„Siedlisko”? Być może już sam tytuł będzie coś przypominał – i słusznie – książka powstała na podstawie scenariusza polskiego serialu pod tym samym tytułem. Główni bohaterowie byli grani przez Annę Dymną i Leonarda Pietraszaka, pozostałe role obsadzono równie znanymi aktorami.

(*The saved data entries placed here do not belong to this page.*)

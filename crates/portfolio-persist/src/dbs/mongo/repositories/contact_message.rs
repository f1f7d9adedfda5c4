use futures::TryStreamExt;
use mongodb::options::ReturnDocument;
use mongodb::{bson::doc, bson::Document, Client, Collection};
use portfolio_types::ListMessagesOptions;

use crate::dbs::mongo::models::MongoContactMessage;
use crate::error::Result;

#[derive(Clone)]
pub struct MongoContactMessageRepository {
    collection: Collection<MongoContactMessage>,
}

impl MongoContactMessageRepository {
    pub fn new(client: &Client, db_name: &str) -> Self {
        let collection = client.database(db_name).collection("contact_messages");
        Self { collection }
    }

    /// Save a single message
    pub async fn insert_message(&self, message: MongoContactMessage) -> Result<MongoContactMessage> {
        self.collection.insert_one(&message).await?;
        Ok(message)
    }

    /// Inbox listing, newest first
    pub async fn list_messages(
        &self,
        options: &ListMessagesOptions,
    ) -> Result<Vec<MongoContactMessage>> {
        let mut filter = Document::new();
        if options.unread_only {
            filter.insert("read", false);
        }

        let messages = self
            .collection
            .find(filter)
            .sort(doc! { "created_at": -1, "_id": -1 })
            .await?
            .try_collect()
            .await?;
        Ok(messages)
    }

    /// Set the read flag, returning the updated message if it exists
    pub async fn set_read(&self, id: i64, read: bool) -> Result<Option<MongoContactMessage>> {
        let filter = doc! { "_id": id };
        let update = doc! { "$set": { "read": read } };
        let updated = self
            .collection
            .find_one_and_update(filter, update)
            .return_document(ReturnDocument::After)
            .await?;
        Ok(updated)
    }
}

Pomysł na historię wydaje się prosty: małżeństwo ze sporym stażem, spadek po ciotce w postaci domu na Mazurach, ucieczka z miasta i tzw. nowe życie. Czy można pisać o tym przez niemal 500 stron? Wieś kojarzy się ze spokojem, niemal z sielanką, brakiem zabiegania, korków na ulicy i załatwiania milionów spraw w ciągu doby. Okładka książki, swoją drogą przyciągająca wzrok i kojąca w zimie, potwierdza wyobrażenie o wsi. Od razu uprzedzam, że „Siedlisko” rujnuje obraz sielskiej wsi.

Marianna i Krzysztof zamieszkują w Panistrudze i wydaje się, że trafili na największą autostradę towarzyską w tej części Europy: oto i mamy miejscowe małżeństwo z problemami, które rozwiązuje się poprzez publiczne dyskusje, porody, chrzty, pogrzeby, etatowego pijaka, człowieka-zagadkę, księdza lubiącego domowe nalewki, profesora ze specyficznym podejściem poznawania nowych ludzi i wielu innych. Wszystko to powoduje, że Marianna albo ciągle przyjmuje gości albo z prędkością światła wybiega z domu. I to ma być spokój? Skoro i tak go nie ma, trzeba coś dołożyć – główna bohaterka postanawia prowadzić pensjonat, a ponieważ konieczny jest remont, zatrudnia miejscowych i tym samym funduje sobie kolejne przejścia.

Czytając książkę, warto zwrócić na relację pomiędzy Marianną i Krzysztofem: ich dialogi pełne są „młodzieńczego” droczenia się, inteligentnego humoru, gry słów i nawiązań do literatury. Pomimo upływu lat i fizycznych zmian, obdarzają się ciepłem i miłością, co czyta się z przyjemnością. Podobnie z kontaktami z dorosłymi już dziećmi i ich rodzinami – tutaj także trudno mówić o spokoju, familia Kalinowskich również dostarcza wrażeń i zamieszań.

Z całą pewnością nie jest książka dla osób lubiących wartką i pełną zwrotów akcję, za to w sam raz dla czytelników preferujących lekkie powieści z akcentem rodzinnym. Nie oznacza to, że „Siedlisko” jest nudne – bywa i radośnie i smutno, są momenty wzniosłe i zabawne, znajdzie się humor, codzienne problemy – słowem, wszystko jak w życiu. Przy okazji można dowiedzieć się o alternatywnym zastosowaniu karnisza, tj. jako karę wymierzaną poprzez włożenie karnisza w pewien kluczowy otwór ludzkiego ciała (bezcenne chwile złości Marianny obfitują w takie pomysły) albo skorzystać z porad na przyszłość typu „(…) co to za samiec idiota, który nie lubi głaskania?”. W razie znudzenia życiem, nic tylko szukać własnej Panistrugi.